On October 14, the University of Missouri Board of Curators announced its indoor mask mandate, which had been in place since August 2, would expire. Improving virus metrics was cited as the reason for dropping the mandate, but at University Hospital, the situation is much different.

An emergency services technician at University Hospital, who wishes to remain anonymous, says the hospital is still very busy with COVID-19 patients. But while the number of patients remains high, the biggest issue facing the hospital right now is a shortage of staff. This is a problem as hospitals across the country face burnt-out medical staff leaving their jobs in search of higher pay.

At the beginning of the pandemic, healthcare workers were hailed as heroes for being on the frontlines as COVID-19 rapidly spread across the United States. These workers now feel they are not being appreciated, despite continuing to treat COVID-19 patients on the front lines. The emergency services technician at the hospital says her coworkers feel tired and burnt out, especially as they are now forced to take on more patients than before as a result of the staffing shortage. This is much different than the initial waves in 2020, when there was enough staff in the hospital to treat patients and staff all beds. The main concern then was running out of physical space to put the patients that would come in sick.

At the hospital, emergency room wait times, which historically have averaged 45 minutes, now often exceed 3 hours. Many times, there are no staffed beds to admit patients to, forcing them to wait in the ER for beds to open up, causing a massive backlog of patients.
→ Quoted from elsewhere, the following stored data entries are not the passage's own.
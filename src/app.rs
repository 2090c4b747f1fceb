use std::sync::Arc;

use eframe::egui;

use crate::config::DashboardConfig;
use crate::data::loader::LoadCache;
use crate::state::AppState;
use crate::ui::{charts, panels};

// ---------------------------------------------------------------------------
// eframe App implementation
// ---------------------------------------------------------------------------

pub struct ResiliationsApp {
    pub state: AppState,
}

impl ResiliationsApp {
    /// Build the app and try the configured workbook straight away.
    pub fn new(config: DashboardConfig, cache: Arc<LoadCache>) -> Self {
        let mut state = AppState::new(config, cache);
        state.load_primary();
        Self { state }
    }
}

impl eframe::App for ResiliationsApp {
    fn update(&mut self, ctx: &egui::Context, _frame: &mut eframe::Frame) {
        // ---- Top panel: menu bar ----
        egui::TopBottomPanel::top("top_bar").show(ctx, |ui| {
            panels::top_bar(ui, &mut self.state);
        });

        // ---- Left side panel: filters ----
        egui::SidePanel::left("filter_panel")
            .default_width(220.0)
            .resizable(true)
            .show(ctx, |ui| {
                panels::side_panel(ui, &mut self.state);
            });

        // ---- Central panel: charts ----
        egui::CentralPanel::default().show(ctx, |ui| {
            charts::dashboard(ui, &mut self.state);
        });
    }
}
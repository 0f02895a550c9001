//! Object Counter Common Library
//!
//! CLIと将来のWeb(WASM)フロントエンドで共有される型とユーティリティ。
//! ネットワーク・ファイルI/Oには依存しない。

pub mod types;
pub mod error;
pub mod schema;
pub mod prompts;
pub mod parser;

pub use types::CountResult;
pub use error::{Error, Result};
pub use schema::{FieldKind, ResponseSchema, SchemaField};
pub use prompts::COUNT_INSTRUCTION;
pub use parser::{extract_json, parse_count_response};
use thiserror::Error;

/// 解析失敗時にエンドユーザーへ見せる固定メッセージ
pub const ANALYSIS_FAILED_MESSAGE: &str = "Failed to analyze image. Please try again.";

#[derive(Error, Debug)]
pub enum CounterError {
    #[error("Invalid input: {0}")]
    InvalidInput(String),

    #[error("API key is missing. Set GEMINI_API_KEY or run `object-counter config --set-api-key YOUR_KEY`")]
    MissingApiKey,

    #[error("設定エラー: {0}")]
    Config(String),

    // 詳細はログ用。表示は固定文言
    #[error("{}", ANALYSIS_FAILED_MESSAGE)]
    Transport(String),

    #[error("No response text received from the model")]
    EmptyResponse,

    #[error("Malformed model response: {0}")]
    MalformedResponse(String),

    #[error("JSON解析エラー: {0}")]
    JsonParse(#[from] serde_json::Error),

    #[error("IOエラー: {0}")]
    Io(#[from] std::io::Error),
}

impl CounterError {
    /// セッションのFailed状態に載せるメッセージ
    ///
    /// 通信・空レスポンス・スキーマ違反は区別せず同じ文言にまとめる。
    pub fn user_message(&self) -> String {
        match self {
            CounterError::Transport(_)
            | CounterError::EmptyResponse
            | CounterError::MalformedResponse(_)
            | CounterError::JsonParse(_) => ANALYSIS_FAILED_MESSAGE.to_string(),
            other => other.to_string(),
        }
    }

    /// 内部診断用の詳細（ログ出力向け）
    pub fn detail(&self) -> String {
        match self {
            CounterError::Transport(detail) => format!("transport: {}", detail),
            other => other.to_string(),
        }
    }
}

pub type Result<T> = std::result::Result<T, CounterError>;
//! エラー型定義

use thiserror::Error;

/// 共通エラー型
#[derive(Error, Debug)]
pub enum Error {
    #[error("Parse error: {0}")]
    Parse(String),

    #[error("Schema violation: {0}")]
    Schema(String),
}

/// Result型エイリアス
pub type Result<T> = std::result::Result<T, Error>;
Many of the COVID patients at University Hospital come from other hospitals in mid-Missouri that either cannot handle the amount of or lack the proper care for COVID-19 patients. The shortage of staffed beds has caused an average wait time of 1-2 days to be transferred to University Hospital. This is down significantly from the surge of patients in the summer, where patients often had to wait upwards of a week in order to be transferred to Columbia.

Most of the COVID-19 patients at the hospital have not been vaccinated. Those in the hospital that have been vaccinated come in with less severe illness and are in the hospital for a shorter amount of time than the unvaccinated. 

As the pandemic shows no sign of ending in the near future, healthcare workers continue to worry about short staffing in the hospital, with the additional fear of the rapidly approaching flu season. Even though the hospital was not overwhelmed with a “twindemic” of flu and COVID patients last winter, this winter has the potential to be different, as most mask mandates have been dropped and people in the community are taking fewer precautions against the virus. University and healthcare workers continue to stress the importance of getting both the COVID-19 and flu vaccines to protect oneself from ending up in the hospital with either virus.